Affiliation:
1. Department of Clinical and Experimental Sciences University of Brescia Brescia Italy
2. Unit of Child Neurology and Psychiatry ASST Spedali Civili of Brescia Brescia Italy
3. Neurogenetics Research Center IRCCS Mondino Foundation Pavia Italy
4. Department of Molecular Medicine University of Pavia Pavia Italy
Abstract
AbstractA heterozygous gain‐of‐function variant in the acyl‐CoA oxidase 1 (ACOX1) gene, c.710A>G (p.Asn237Ser), is known to cause Mitchell syndrome, a very rare progressive disorder characterized by episodic demyelination, sensory polyneuropathy, and hearing loss. Only eight patients have been described so far. A single patient has been treated with intravenous immunoglobulin administration, indicating clinical improvement.

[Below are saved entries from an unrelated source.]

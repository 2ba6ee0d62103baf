// SPDX-License-Identifier: MIT

//! The tracked file record: the per-scene state the tracking store persists.

use serde::{Deserialize, Serialize};

use crate::id::SceneId;

/// Lifecycle state of a tracked transcript/scene.
#[derive(Debug, Clone, Copy, PartialEq, Eq, Serialize, Deserialize)]
#[serde(rename_all = "lowercase")]
pub enum FileStatus {
    New,
    Detected,
    Modified,
    Completed,
    Failed,
}

impl FileStatus {
    pub fn as_str(&self) -> &'static str {
        match self {
            FileStatus::New => "new",
            FileStatus::Detected => "detected",
            FileStatus::Modified => "modified",
            FileStatus::Completed => "completed",
            FileStatus::Failed => "failed",
        }
    }
}

/// Everything the tracking store knows about one transcript file.
///
/// Field set matches the documented tracking file schema (`filename`,
/// `size`, `modified`, `hash`, `status`, `last_seen`, `detected_at`,
/// `modified_at`, `previous_status`, `details`) plus a few additive
/// bookkeeping fields (`scene_id`, `sync_count`, `last_error`, `attempts`)
/// that readers of the documented shape are expected to tolerate and
/// ignore.
#[derive(Debug, Clone, Serialize, Deserialize)]
pub struct TrackedFileRecord {
    pub filename: String,
    pub scene_id: SceneId,
    /// Byte size of the transcript at last observation.
    pub size: u64,
    /// Filesystem modification time of the transcript at last
    /// observation, RFC 3339.
    pub modified: String,
    /// MD5 hex digest of the transcript's content at last observation.
    pub hash: String,
    pub status: FileStatus,
    /// The status this record held immediately before the current one, set
    /// only on a `new -> modified` or `completed -> modified` transition.
    #[serde(default, skip_serializing_if = "Option::is_none")]
    pub previous_status: Option<FileStatus>,
    pub last_seen: String,
    #[serde(default, skip_serializing_if = "Option::is_none")]
    pub detected_at: Option<String>,
    #[serde(default, skip_serializing_if = "Option::is_none")]
    pub modified_at: Option<String>,
    /// Free-text observability note, e.g. "llm response recovered via
    /// fallback parsing" or the `prompt_only` fallback-mode annotation.
    #[serde(default, skip_serializing_if = "Option::is_none")]
    pub details: Option<String>,
    /// Number of times `apply()` has mutated this record.
    #[serde(default)]
    pub sync_count: u64,
    #[serde(default, skip_serializing_if = "Option::is_none")]
    pub last_error: Option<String>,
    #[serde(default)]
    pub attempts: u32,
}

impl TrackedFileRecord {
    pub fn new(filename: String, size: u64, modified: String, hash: String, now: String) -> Self {
        let scene_id = SceneId::from_transcript_filename(&filename);
        Self {
            filename,
            scene_id,
            size,
            modified,
            hash,
            status: FileStatus::New,
            previous_status: None,
            last_seen: now.clone(),
            detected_at: Some(now),
            modified_at: None,
            details: None,
            sync_count: 0,
            last_error: None,
            attempts: 0,
        }
    }

    pub fn is_terminal(&self) -> bool {
        matches!(self.status, FileStatus::Completed)
    }
}

#[cfg(test)]
#[path = "record_tests.rs"]
mod tests;
// SPDX-License-Identifier: MIT

use super::*;

#[test]
fn format_elapsed_has_millisecond_precision() {
    assert_eq!(format_elapsed(Duration::from_millis(1500)), "1.500");
}

#[test]
fn now_iso8601_is_rfc3339_parseable() {
    let stamp = now_iso8601();
    assert!(chrono::DateTime::parse_from_rfc3339(&stamp).is_ok());
}

#[test]
fn hhmm_prefix_is_four_digits() {
    let prefix = hhmm_prefix();
    assert_eq!(prefix.len(), 4);
    assert!(prefix.chars().all(|c| c.is_ascii_digit()));
}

In this study, we describe a 10‐year‐old girl carrying the identical mutation, who presented with progressive sensorineural deafness, visual abnormalities, skin ichthyosis, and gait ataxia from infantile age with progressive worsening and loss of walking ability by the age of 10 years. Antioxidant therapies and monthly intravenous immunoglobulin infusions showed excellent clinical results: after 1 year of treatment, the child is now able to walk, run, and jump. We emphasize the importance of early genetic diagnosis since an effective treatment is available for this rare condition.